* Assignment
Keeping each line exactly as it is, output all of the records.

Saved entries
//! Loading many stored items at once, where one broken item must not lose the rest.

use gourd_nbt::{NbtCompound, NbtTag};
use log::warn;

use crate::codec::nbt::TAG_SLOT;
use crate::codec::ItemRecord;
use crate::factory::ItemFactory;
use crate::item::Item;

/// Reads persisted item records. Records that fail to decode are logged and become air.
pub fn deserialize_items(tags: &[NbtCompound], factory: &dyn ItemFactory) -> Vec<Item> {
    tags.iter()
        .map(|tag| {
            Item::nbt_deserialize(tag, factory).unwrap_or_else(|err| {
                err.log();
                Item::air()
            })
        })
        .collect()
}

/// Reads interchange records. Records that fail to decode are logged and become air.
pub fn load_records(records: &[ItemRecord], factory: &dyn ItemFactory) -> Vec<Item> {
    records
        .iter()
        .map(|record| {
            Item::json_deserialize(record, factory).unwrap_or_else(|err| {
                err.log();
                Item::air()
            })
        })
        .collect()
}

/// Writes the non-empty slots of an inventory as a list of slotted item records.
pub fn serialize_inventory(items: &[Item]) -> NbtTag {
    NbtTag::List(
        items
            .iter()
            .enumerate()
            .filter(|(_, item)| !item.is_null())
            .filter_map(|(slot, item)| {
                let slot = u8::try_from(slot).ok()?;
                Some(NbtTag::Compound(item.nbt_serialize(Some(slot))))
            })
            .collect(),
    )
}

/// Reads a list written by [`serialize_inventory`] back into `size` slots.
///
/// Slots nothing was stored in, and slots whose record couldn't be read, hold air.
pub fn deserialize_inventory(
    list: &[NbtTag],
    size: usize,
    factory: &dyn ItemFactory,
) -> Vec<Item> {
    let mut items = vec![Item::air(); size];

    for tag in list {
        let NbtTag::Compound(record) = tag else {
            warn!("Skipping inventory entry stored as a {} tag", tag.type_name());
            continue;
        };
        let Some(slot) = record.get_byte(TAG_SLOT).map(|slot| slot as u8 as usize) else {
            warn!("Skipping inventory entry without a slot");
            continue;
        };
        if slot >= size {
            warn!("Skipping inventory entry for slot {slot}, the inventory has {size}");
            continue;
        }
        match Item::nbt_deserialize(record, factory) {
            Ok(item) => items[slot] = item,
            Err(err) => err.log(),
        }
    }

    items
}
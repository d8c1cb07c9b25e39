use serde::{Deserialize, Serialize};
use serde_inline_default::serde_inline_default;

#[serde_inline_default]
#[derive(Deserialize, Serialize, Debug, Clone, PartialEq, Eq)]
pub struct LoggingConfig {
    #[serde_inline_default(true)]
    pub enabled: bool,
    #[serde_inline_default(LevelFilter::Info)]
    pub level: LevelFilter,
    /// Let `RUST_LOG` override `level`
    #[serde_inline_default(false)]
    pub env: bool,
    #[serde_inline_default(false)]
    pub threads: bool,
    #[serde_inline_default(true)]
    pub color: bool,
    #[serde_inline_default(true)]
    pub timestamp: bool,
}

impl Default for LoggingConfig {
    fn default() -> Self {
        Self {
            enabled: true,
            level: LevelFilter::Info,
            env: false,
            threads: false,
            color: true,
            timestamp: true,
        }
    }
}

#[derive(Deserialize, Serialize, Clone, Copy, PartialEq, Eq, PartialOrd, Ord, Debug, Hash)]
pub enum LevelFilter {
    Off,
    Error,
    Warn,
    Info,
    Debug,
    Trace,
}

impl From<LevelFilter> for log::LevelFilter {
    fn from(level: LevelFilter) -> Self {
        match level {
            LevelFilter::Off => log::LevelFilter::Off,
            LevelFilter::Error => log::LevelFilter::Error,
            LevelFilter::Warn => log::LevelFilter::Warn,
            LevelFilter::Info => log::LevelFilter::Info,
            LevelFilter::Debug => log::LevelFilter::Debug,
            LevelFilter::Trace => log::LevelFilter::Trace,
        }
    }
}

* Response area
//! Loading many stored items at once, where one broken item must not lose the rest.

use gourd_nbt::{NbtCompound, NbtTag};
use log::warn;

use crate::codec::nbt::TAG_SLOT;
use crate::codec::ItemRecord;
use crate::factory::ItemFactory;
use crate::item::Item;

/// Reads persisted item records. Records that fail to decode are logged and become air.
pub fn deserialize_items(tags: &[NbtCompound], factory: &dyn ItemFactory) -> Vec<Item> {
    tags.iter()
        .map(|tag| {
            Item::nbt_deserialize(tag, factory).unwrap_or_else(|err| {
                err.log();
                Item::air()
            })
        })
        .collect()
}

/// Reads interchange records. Records that fail to decode are logged and become air.
pub fn load_records(records: &[ItemRecord], factory: &dyn ItemFactory) -> Vec<Item> {
    records
        .iter()
        .map(|record| {
            Item::json_deserialize(record, factory).unwrap_or_else(|err| {
                err.log();
                Item::air()
            })
        })
        .collect()
}

/// Writes the non-empty slots of an inventory as a list of slotted item records.
pub fn serialize_inventory(items: &[Item]) -> NbtTag {
    NbtTag::List(
        items
            .iter()
            .enumerate()
            .filter(|(_, item)| !item.is_null())
            .filter_map(|(slot, item)| {
                let slot = u8::try_from(slot).ok()?;
                Some(NbtTag::Compound(item.nbt_serialize(Some(slot))))
            })
            .collect(),
    )
}

/// Reads a list written by [`serialize_inventory`] back into `size` slots.
///
/// Slots nothing was stored in, and slots whose record couldn't be read, hold air.
pub fn deserialize_inventory(
    list: &[NbtTag],
    size: usize,
    factory: &dyn ItemFactory,
) -> Vec<Item> {
    let mut items = vec![Item::air(); size];

    for tag in list {
        let NbtTag::Compound(record) = tag else {
            warn!("Skipping inventory entry stored as a {} tag", tag.type_name());
            continue;
        };
        let Some(slot) = record.get_byte(TAG_SLOT).map(|slot| slot as u8 as usize) else {
            warn!("Skipping inventory entry without a slot");
            continue;
        };
        if slot >= size {
            warn!("Skipping inventory entry for slot {slot}, the inventory has {size}");
            continue;
        }
        match Item::nbt_deserialize(record, factory) {
            Ok(item) => items[slot] = item,
            Err(err) => err.log(),
        }
    }

    items
}
repository d8c1cb07c9b25e39
use serde::{Deserialize, Serialize};
use serde_inline_default::serde_inline_default;

#[serde_inline_default]
#[derive(Deserialize, Serialize, Debug, Clone, PartialEq, Eq)]
pub struct LoggingConfig {
    #[serde_inline_default(true)]
    pub enabled: bool,
    #[serde_inline_default(LevelFilter::Info)]
    pub level: LevelFilter,
    /// Let `RUST_LOG` override `level`
    #[serde_inline_default(false)]
    pub env: bool,
    #[serde_inline_default(false)]
    pub threads: bool,
    #[serde_inline_default(true)]
    pub color: bool,
    #[serde_inline_default(true)]
    pub timestamp: bool,
}

impl Default for LoggingConfig {
    fn default() -> Self {
        Self {
            enabled: true,
            level: LevelFilter::Info,
            env: false,
            threads: false,
            color: true,
            timestamp: true,
        }
    }
}

#[derive(Deserialize, Serialize, Clone, Copy, PartialEq, Eq, PartialOrd, Ord, Debug, Hash)]
pub enum LevelFilter {
    Off,
    Error,
    Warn,
    Info,
    Debug,
    Trace,
}

impl From<LevelFilter> for log::LevelFilter {
    fn from(level: LevelFilter) -> Self {
        match level {
            LevelFilter::Off => log::LevelFilter::Off,
            LevelFilter::Error => log::LevelFilter::Error,
            LevelFilter::Warn => log::LevelFilter::Warn,
            LevelFilter::Info => log::LevelFilter::Info,
            LevelFilter::Debug => log::LevelFilter::Debug,
            LevelFilter::Trace => log::LevelFilter::Trace,
        }
    }
}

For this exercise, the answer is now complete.